Two weeks ago the tree was shy. Now there are fourteen creatures, and they’re starting to know each other.
The Victoria Regia came first. A waterproof sensor dropped into a glass of water, an ESP32 reading capacitance every 40 milliseconds, and a giant Amazonian water lily that opens when the water is still and closes when you disturb it. Dip your finger in, the leaves contract. Pour a little more water, the whole pad tilts. It took a day to get the baseline calibration right, the sensor drifts with temperature, so we made it re-zero every time the system boots. Pipeline 12. The lily breathes now.
The Drosera was harder. The sundew has thirteen tentacles and each one needs to curl toward a specific fingertip, which meant finally fixing the MediaPipe hand-landmark mapping we’d been half-ignoring for months. Index finger to tentacle 3, thumb to tentacle 1, and so on. When your fingers splay, the sundew opens. When you pinch, it snaps shut around an invisible insect. Brian rigged it so the curl comes from the base, not the tip, which is how real sundews actually move. You can feel the difference immediately.

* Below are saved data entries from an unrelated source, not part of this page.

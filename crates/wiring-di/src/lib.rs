//! # Wiring Dependency Injection
//!
//! Declarative object composition with swappable implementations.
//!
//! ## Features
//!
//! - **Composite nodes**: Recipes that build a value from positional and named arguments
//! - **Named dependencies**: Placeholders that can be replaced per call without mutation
//! - **Strategies**: Runtime choice between implementations, keyed by a selector
//! - **Contexts**: Port to implementation maps, declared once per context type
//! - **Injection**: Plain functions get their port parameters filled from a context
//! - **Thread isolation**: One context instance per context type and thread
//!
//! ## Example
//!
//! ```rust
//! use std::sync::Arc;
//! use wiring_di::{
//! 	CallArgs, Composite, ContextBuilder, ContextDefinition, Dependency, Overrides, Signature,
//! 	inject,
//! };
//!
//! trait Greeter: Send + Sync {
//! 	fn greet(&self) -> String;
//! }
//!
//! struct Hello {
//! 	name: String,
//! }
//!
//! impl Greeter for Hello {
//! 	fn greet(&self) -> String {
//! 		format!("Hello {}", self.name)
//! 	}
//! }
//!
//! // Build a node and resolve it with a one-off override
//! let greeter = Composite::new(|args| {
//! 	Ok(Arc::new(Hello {
//! 		name: args.named("name")?,
//! 	}) as Arc<dyn Greeter>)
//! })
//! .kwarg("name", Dependency::new("name", "World".to_string()));
//!
//! assert_eq!(greeter.resolve().unwrap().greet(), "Hello World");
//! let mars = Overrides::new().value("name", "Mars".to_string());
//! assert_eq!(greeter.scoped_override(&mars).unwrap().greet(), "Hello Mars");
//! assert_eq!(greeter.resolve().unwrap().greet(), "Hello World");
//!
//! // Register it in a context and inject it into a function
//! struct AppContext;
//!
//! impl ContextDefinition for AppContext {
//! 	fn declare(builder: ContextBuilder) -> ContextBuilder {
//! 		builder.register(
//! 			Composite::new(|args| {
//! 				Ok(Arc::new(Hello {
//! 					name: args.named("name")?,
//! 				}) as Arc<dyn Greeter>)
//! 			})
//! 			.kwarg("name", Dependency::new("name", "World".to_string())),
//! 		)
//! 	}
//! }
//!
//! let welcome = inject::<AppContext>().wrap(
//! 	Signature::new().port::<Arc<dyn Greeter>>("greeter"),
//! 	|args| args.get::<Arc<dyn Greeter>>("greeter").map(|greeter| greeter.greet()),
//! );
//! assert_eq!(welcome.call(CallArgs::new()).unwrap().unwrap(), "Hello World");
//! ```
//!
//! ## Overrides
//!
//! Overrides never touch the node they are applied to. Every resolution builds
//! the argument tree it needs from the node plus the override map, so a failed
//! factory leaves nothing to restore and concurrent callers cannot observe each
//! other's overrides. Overrides reach dependencies at any nesting depth.
//!
//! ## Recursion
//!
//! Resolution depth is bounded per thread (see [`depth`]). Exceeding the bound
//! fails with [`DiError::MaxDepthExceeded`] naming the chain of nodes.

pub mod argument;
pub mod composite;
pub mod context;
pub mod dependency;
pub mod depth;
pub mod error;
pub mod inject;
pub mod injected;
pub mod key;
pub mod parameters;
pub mod registry;
pub mod settings;
pub mod strategy;

pub use argument::{AnyValue, Argument, Arguments, Overrides};
pub use composite::{Composite, Resolvable};
pub use context::{Context, ContextBuilder, ContextDefinition};
pub use dependency::Dependency;
pub use error::{DiError, DiResult};
pub use inject::{Inject, InjectedFn, inject};
pub use injected::{FromContext, Injected, OptionalInjected};
pub use key::{Port, PortKey};
pub use parameters::{
	BoundArguments, CallArgs, Parameter, ParameterKind, ParameterResolver, Signature,
};
pub use registry::ContextRegistry;
pub use settings::ContextSettings;
pub use strategy::{Selector, Strategy};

The Colibri got her head back. The old version tracked only the body, so the hummingbird’s head pointed wherever the torso pointed, which is not how hummingbirds work. We moved to MediaPipe FaceMesh, 468 landmarks, and now the head tracks independently, tilts, follows your gaze. She looks at you when you look at her. It’s unsettling the first time.
And then the big architectural decision. For weeks we’d been running everything through UDP into Blender, which worked for the studio but wouldn’t survive deployment into Resonite VR. So we rewrote the spine. Python handles all the external sensor logic now, cameras, ESP32s, satellites, proximity, and instead of sending raw bone rotations we send about fifty creature-state values through a ResoniteLink WebSocket. “Tree fear level: 0.7.” “Orchid grief: 0.4.” “Llama stillness: 1.0.” The creatures decide for themselves how to express those states inside VR. It’s the difference between puppeteering and relationship. Dan built a standalone hand-tracking client for his PC that plugs straight into Resonite, no Blender in the middle, so we can finally test in headset without the full studio rig.
On the side, I’ve been getting ComfyUI and Hunyuan3D running locally on the M5 Max, 48GB of unified memory, generating creature assets without sending a single frame to a server. The first test was a moth. It was a terrible moth. The second was better.
Eleven pipelines became fourteen. The tree is still shy. The orchid is still mourning. The llama still stands at rest when you stand at rest. But now the water lily breathes, the sundew counts fingers, and the hummingbird looks you in the eye.
Todo nace desde lo pequeño. Y lo pequeño está empezando a hablar entre sí.